Problem to work on
Every record shown below is to be output exactly.

Collection entries
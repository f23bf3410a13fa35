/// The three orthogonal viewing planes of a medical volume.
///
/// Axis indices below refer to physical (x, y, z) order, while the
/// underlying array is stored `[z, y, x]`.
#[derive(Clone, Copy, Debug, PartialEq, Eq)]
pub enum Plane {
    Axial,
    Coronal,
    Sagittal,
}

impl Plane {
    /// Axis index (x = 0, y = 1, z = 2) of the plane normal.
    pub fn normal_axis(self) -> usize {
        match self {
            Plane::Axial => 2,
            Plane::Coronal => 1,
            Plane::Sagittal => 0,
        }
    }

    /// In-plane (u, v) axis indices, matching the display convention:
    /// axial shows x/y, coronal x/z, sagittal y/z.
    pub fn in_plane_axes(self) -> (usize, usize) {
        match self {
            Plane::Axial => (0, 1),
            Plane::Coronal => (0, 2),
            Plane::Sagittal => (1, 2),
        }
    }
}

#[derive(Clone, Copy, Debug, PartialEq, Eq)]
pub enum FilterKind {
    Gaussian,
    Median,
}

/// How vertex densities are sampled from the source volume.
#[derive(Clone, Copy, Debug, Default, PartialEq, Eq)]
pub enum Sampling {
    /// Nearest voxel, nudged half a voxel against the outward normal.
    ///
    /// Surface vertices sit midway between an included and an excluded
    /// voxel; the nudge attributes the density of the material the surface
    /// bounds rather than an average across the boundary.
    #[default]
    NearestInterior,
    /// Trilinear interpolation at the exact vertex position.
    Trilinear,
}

Written answer
repository f23bf3410a13fa35
/// The three orthogonal viewing planes of a medical volume.
///
/// Axis indices below refer to physical (x, y, z) order, while the
/// underlying array is stored `[z, y, x]`.
#[derive(Clone, Copy, Debug, PartialEq, Eq)]
pub enum Plane {
    Axial,
    Coronal,
    Sagittal,
}

impl Plane {
    /// Axis index (x = 0, y = 1, z = 2) of the plane normal.
    pub fn normal_axis(self) -> usize {
        match self {
            Plane::Axial => 2,
            Plane::Coronal => 1,
            Plane::Sagittal => 0,
        }
    }

    /// In-plane (u, v) axis indices, matching the display convention:
    /// axial shows x/y, coronal x/z, sagittal y/z.
    pub fn in_plane_axes(self) -> (usize, usize) {
        match self {
            Plane::Axial => (0, 1),
            Plane::Coronal => (0, 2),
            Plane::Sagittal => (1, 2),
        }
    }
}

#[derive(Clone, Copy, Debug, PartialEq, Eq)]
pub enum FilterKind {
    Gaussian,
    Median,
}

/// How vertex densities are sampled from the source volume.
#[derive(Clone, Copy, Debug, Default, PartialEq, Eq)]
pub enum Sampling {
    /// Nearest voxel, nudged half a voxel against the outward normal.
    ///
    /// Surface vertices sit midway between an included and an excluded
    /// voxel; the nudge attributes the density of the material the surface
    /// bounds rather than an average across the boundary.
    #[default]
    NearestInterior,
    /// Trilinear interpolation at the exact vertex position.
    Trilinear,
}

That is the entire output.